### What is needed
Word for word, set down every line of the entries below from the line with "let settings = EncodeSettings::constqp_h264(quality);" to the line with "let mut output_bytes: u64 = 0;", including both, and no other line.
### Supplied material
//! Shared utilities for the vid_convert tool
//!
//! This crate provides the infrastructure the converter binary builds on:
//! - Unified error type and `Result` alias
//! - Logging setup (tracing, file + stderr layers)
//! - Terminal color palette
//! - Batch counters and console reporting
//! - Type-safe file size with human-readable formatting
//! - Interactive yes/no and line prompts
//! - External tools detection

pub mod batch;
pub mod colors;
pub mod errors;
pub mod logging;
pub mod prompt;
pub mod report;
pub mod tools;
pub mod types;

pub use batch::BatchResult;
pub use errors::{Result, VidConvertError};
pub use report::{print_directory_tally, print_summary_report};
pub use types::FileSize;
######
### Supplied material
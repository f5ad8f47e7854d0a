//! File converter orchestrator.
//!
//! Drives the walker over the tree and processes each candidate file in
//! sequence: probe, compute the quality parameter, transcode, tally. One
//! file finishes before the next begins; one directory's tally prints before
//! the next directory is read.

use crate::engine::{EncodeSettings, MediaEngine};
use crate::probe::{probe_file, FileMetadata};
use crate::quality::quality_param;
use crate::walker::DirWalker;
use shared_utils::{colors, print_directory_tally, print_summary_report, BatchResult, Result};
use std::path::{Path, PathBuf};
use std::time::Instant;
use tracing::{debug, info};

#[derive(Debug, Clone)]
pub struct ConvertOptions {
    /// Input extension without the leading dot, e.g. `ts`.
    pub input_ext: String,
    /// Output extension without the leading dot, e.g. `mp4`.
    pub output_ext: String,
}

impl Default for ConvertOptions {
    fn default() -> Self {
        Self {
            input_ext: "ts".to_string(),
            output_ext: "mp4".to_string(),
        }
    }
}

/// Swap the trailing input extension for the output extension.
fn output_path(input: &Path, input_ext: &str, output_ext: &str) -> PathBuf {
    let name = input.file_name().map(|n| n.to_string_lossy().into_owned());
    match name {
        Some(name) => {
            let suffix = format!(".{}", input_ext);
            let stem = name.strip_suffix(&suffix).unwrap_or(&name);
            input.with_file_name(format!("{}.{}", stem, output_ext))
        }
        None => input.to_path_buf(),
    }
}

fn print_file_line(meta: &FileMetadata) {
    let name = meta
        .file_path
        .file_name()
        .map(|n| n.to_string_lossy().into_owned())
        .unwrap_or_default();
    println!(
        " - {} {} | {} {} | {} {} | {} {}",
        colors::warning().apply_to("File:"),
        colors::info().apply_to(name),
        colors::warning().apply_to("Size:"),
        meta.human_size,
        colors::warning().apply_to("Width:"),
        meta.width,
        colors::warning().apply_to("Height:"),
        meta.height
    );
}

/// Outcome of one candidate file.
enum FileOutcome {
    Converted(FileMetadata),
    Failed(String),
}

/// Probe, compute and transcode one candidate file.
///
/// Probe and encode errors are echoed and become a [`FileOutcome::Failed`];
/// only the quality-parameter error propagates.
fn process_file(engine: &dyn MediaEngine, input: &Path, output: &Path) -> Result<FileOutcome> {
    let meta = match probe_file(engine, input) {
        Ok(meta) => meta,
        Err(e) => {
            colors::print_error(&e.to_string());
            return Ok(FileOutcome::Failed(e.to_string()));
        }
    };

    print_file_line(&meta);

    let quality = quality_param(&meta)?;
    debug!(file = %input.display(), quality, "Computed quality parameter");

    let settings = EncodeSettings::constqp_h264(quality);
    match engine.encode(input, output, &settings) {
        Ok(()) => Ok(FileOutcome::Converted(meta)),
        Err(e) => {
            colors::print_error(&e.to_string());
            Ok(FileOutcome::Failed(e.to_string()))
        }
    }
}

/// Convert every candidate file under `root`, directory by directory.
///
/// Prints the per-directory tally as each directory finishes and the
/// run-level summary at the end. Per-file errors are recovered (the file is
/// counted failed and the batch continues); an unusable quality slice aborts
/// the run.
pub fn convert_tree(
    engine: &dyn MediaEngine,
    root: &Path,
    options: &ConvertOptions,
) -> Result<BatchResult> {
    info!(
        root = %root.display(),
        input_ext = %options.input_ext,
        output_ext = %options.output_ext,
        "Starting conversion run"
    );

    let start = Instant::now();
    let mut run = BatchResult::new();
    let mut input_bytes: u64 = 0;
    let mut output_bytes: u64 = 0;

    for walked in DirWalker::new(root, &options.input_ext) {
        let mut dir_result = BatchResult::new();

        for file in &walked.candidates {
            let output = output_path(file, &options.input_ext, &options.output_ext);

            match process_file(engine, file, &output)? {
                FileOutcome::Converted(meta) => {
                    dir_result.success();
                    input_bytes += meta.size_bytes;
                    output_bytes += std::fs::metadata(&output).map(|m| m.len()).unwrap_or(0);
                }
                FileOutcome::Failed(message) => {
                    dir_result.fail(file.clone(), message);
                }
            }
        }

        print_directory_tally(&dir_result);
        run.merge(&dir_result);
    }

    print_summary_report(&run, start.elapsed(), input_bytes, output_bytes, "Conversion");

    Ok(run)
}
######
### Answer section
    let settings = EncodeSettings::constqp_h264(quality);
    match engine.encode(input, output, &settings) {
        Ok(()) => Ok(FileOutcome::Converted(meta)),
        Err(e) => {
            colors::print_error(&e.to_string());
            Ok(FileOutcome::Failed(e.to_string()))
        }
    }
}

/// Convert every candidate file under `root`, directory by directory.
///
/// Prints the per-directory tally as each directory finishes and the
/// run-level summary at the end. Per-file errors are recovered (the file is
/// counted failed and the batch continues); an unusable quality slice aborts
/// the run.
pub fn convert_tree(
    engine: &dyn MediaEngine,
    root: &Path,
    options: &ConvertOptions,
) -> Result<BatchResult> {
    info!(
        root = %root.display(),
        input_ext = %options.input_ext,
        output_ext = %options.output_ext,
        "Starting conversion run"
    );

    let start = Instant::now();
    let mut run = BatchResult::new();
    let mut input_bytes: u64 = 0;
    let mut output_bytes: u64 = 0;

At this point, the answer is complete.